━━━ The records

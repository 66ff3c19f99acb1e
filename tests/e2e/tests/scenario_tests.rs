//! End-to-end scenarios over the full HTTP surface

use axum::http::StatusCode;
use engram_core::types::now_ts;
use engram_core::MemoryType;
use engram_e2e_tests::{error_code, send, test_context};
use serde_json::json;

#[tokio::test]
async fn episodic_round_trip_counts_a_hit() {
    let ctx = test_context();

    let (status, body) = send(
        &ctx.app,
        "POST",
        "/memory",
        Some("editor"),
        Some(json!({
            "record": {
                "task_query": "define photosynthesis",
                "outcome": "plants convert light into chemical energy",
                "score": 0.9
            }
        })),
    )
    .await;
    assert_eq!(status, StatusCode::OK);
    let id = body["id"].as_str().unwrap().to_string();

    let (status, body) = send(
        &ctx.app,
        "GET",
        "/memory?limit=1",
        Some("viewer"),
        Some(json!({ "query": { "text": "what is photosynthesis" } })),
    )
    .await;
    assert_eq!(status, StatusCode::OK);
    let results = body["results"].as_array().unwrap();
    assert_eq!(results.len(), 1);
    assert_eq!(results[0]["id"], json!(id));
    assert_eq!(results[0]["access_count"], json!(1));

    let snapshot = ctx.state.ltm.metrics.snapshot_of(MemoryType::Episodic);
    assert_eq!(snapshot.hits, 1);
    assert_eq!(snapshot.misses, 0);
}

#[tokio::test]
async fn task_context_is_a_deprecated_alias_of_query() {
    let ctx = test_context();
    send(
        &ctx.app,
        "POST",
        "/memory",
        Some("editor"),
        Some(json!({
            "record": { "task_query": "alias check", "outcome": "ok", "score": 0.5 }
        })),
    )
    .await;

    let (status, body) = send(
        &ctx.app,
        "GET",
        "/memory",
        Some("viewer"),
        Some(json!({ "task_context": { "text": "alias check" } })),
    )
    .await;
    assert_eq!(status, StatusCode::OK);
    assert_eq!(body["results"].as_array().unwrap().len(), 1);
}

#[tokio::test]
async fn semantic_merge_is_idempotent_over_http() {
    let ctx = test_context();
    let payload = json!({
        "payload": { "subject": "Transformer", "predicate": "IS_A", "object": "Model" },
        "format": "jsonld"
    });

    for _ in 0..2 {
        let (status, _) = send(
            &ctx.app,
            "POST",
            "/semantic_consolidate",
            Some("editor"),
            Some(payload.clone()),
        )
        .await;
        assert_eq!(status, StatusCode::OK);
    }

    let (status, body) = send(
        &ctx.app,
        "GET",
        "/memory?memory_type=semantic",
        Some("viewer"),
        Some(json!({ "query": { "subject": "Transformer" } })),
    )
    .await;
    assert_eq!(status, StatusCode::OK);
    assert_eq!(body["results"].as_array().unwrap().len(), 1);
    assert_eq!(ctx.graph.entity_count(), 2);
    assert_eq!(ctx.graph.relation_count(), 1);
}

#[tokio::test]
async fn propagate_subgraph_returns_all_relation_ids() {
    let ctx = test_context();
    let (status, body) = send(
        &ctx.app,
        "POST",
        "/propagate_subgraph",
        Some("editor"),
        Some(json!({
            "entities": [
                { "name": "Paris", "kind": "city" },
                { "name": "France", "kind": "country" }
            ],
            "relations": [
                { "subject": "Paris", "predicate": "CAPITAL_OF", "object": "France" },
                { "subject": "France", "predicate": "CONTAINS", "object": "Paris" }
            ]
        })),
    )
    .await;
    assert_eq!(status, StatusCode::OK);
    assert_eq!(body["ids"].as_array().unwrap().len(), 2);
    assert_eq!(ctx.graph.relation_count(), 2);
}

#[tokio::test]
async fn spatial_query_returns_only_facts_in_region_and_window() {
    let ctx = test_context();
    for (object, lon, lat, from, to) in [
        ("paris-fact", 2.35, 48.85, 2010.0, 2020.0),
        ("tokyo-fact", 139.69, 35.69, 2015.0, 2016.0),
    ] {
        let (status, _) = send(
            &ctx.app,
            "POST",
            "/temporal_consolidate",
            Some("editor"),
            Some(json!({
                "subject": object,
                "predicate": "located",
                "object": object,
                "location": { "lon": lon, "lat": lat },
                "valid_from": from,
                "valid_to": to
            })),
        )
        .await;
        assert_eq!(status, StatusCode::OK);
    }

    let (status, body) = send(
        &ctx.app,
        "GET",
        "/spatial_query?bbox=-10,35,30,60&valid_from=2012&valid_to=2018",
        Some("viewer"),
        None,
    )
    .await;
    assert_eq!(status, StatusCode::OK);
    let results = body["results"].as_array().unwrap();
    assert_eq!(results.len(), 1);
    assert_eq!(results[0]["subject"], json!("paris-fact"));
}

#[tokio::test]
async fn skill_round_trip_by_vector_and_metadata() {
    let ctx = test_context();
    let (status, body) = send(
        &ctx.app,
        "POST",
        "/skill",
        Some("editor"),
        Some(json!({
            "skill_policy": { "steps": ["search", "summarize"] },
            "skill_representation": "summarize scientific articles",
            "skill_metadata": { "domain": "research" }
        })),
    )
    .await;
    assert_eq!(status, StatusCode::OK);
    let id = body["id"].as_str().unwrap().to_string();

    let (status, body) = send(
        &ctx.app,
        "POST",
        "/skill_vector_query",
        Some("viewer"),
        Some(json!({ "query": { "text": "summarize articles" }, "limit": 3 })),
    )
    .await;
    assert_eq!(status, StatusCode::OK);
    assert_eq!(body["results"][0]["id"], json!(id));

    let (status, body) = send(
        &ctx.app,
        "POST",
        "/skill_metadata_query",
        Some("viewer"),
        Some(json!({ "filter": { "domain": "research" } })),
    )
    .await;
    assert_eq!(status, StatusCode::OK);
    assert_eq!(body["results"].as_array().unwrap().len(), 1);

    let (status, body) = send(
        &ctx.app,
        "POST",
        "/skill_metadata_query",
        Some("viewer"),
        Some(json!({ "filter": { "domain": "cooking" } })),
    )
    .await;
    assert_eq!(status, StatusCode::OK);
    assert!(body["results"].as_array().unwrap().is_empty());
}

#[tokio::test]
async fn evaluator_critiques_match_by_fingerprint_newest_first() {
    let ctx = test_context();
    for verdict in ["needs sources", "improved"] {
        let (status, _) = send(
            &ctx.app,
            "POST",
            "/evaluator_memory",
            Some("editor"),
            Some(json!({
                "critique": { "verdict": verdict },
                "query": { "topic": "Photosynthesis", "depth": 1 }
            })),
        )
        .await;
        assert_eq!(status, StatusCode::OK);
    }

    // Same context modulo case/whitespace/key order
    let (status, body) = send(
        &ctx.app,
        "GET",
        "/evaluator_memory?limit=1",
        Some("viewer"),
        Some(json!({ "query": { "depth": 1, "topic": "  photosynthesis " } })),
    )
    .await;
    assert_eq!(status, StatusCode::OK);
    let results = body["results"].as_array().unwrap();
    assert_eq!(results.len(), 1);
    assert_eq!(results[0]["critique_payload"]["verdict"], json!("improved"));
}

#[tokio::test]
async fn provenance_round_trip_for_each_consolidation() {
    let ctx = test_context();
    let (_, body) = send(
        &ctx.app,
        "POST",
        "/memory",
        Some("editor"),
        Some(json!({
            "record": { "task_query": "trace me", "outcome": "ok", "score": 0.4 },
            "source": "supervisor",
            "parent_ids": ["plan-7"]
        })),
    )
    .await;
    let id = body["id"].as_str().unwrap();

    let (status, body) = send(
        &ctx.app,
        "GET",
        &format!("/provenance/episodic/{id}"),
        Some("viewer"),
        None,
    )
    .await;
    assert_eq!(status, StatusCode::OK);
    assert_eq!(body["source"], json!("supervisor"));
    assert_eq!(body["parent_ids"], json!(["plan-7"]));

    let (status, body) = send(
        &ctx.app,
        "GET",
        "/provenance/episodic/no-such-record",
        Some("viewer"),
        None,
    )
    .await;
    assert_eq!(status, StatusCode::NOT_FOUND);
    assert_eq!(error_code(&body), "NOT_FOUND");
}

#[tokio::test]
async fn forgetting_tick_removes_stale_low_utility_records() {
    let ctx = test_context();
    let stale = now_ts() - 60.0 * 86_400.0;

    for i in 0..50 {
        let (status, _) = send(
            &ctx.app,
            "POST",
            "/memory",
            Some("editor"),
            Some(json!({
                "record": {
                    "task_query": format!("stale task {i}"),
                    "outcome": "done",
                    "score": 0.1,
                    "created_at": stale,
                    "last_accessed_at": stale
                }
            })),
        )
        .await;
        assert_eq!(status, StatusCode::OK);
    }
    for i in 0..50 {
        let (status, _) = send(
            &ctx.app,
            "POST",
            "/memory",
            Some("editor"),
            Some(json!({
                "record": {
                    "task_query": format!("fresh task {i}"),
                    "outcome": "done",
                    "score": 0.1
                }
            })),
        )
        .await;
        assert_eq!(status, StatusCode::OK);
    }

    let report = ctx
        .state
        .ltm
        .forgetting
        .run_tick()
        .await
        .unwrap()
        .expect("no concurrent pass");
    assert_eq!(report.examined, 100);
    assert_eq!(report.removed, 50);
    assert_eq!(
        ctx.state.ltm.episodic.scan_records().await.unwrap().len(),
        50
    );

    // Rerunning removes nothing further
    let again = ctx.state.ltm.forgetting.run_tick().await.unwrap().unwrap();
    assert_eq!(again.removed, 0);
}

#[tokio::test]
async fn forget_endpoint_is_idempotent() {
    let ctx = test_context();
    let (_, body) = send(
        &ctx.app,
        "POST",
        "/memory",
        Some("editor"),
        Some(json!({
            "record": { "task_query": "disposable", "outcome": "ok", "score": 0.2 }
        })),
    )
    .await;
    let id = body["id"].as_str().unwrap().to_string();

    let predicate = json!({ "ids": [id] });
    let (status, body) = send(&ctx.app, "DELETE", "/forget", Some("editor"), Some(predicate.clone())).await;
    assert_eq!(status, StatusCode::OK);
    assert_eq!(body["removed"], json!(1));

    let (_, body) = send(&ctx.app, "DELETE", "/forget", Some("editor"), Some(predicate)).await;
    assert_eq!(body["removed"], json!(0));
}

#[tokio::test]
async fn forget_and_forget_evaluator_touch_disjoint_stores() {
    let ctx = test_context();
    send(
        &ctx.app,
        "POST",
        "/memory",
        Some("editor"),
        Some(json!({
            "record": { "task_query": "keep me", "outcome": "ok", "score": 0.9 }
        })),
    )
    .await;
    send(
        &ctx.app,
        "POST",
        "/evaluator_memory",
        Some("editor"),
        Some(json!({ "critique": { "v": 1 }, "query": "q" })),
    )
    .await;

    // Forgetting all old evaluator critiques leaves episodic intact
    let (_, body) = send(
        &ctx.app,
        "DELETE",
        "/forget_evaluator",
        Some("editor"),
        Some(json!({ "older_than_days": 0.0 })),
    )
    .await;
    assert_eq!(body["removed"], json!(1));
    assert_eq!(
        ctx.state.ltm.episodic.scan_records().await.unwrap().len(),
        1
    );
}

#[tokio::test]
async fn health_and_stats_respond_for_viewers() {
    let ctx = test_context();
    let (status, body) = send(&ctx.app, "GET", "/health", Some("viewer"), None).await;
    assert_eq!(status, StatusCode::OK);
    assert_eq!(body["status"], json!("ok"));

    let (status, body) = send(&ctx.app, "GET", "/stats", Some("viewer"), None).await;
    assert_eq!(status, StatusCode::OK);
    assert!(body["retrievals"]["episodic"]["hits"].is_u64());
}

━━━━━━

Set apart and copy each line of the records that holds the word "limit".

- _Answer to this problem_:
        "/memory?limit=1",
        Some(json!({ "query": { "text": "summarize articles" }, "limit": 3 })),
        "/evaluator_memory?limit=1",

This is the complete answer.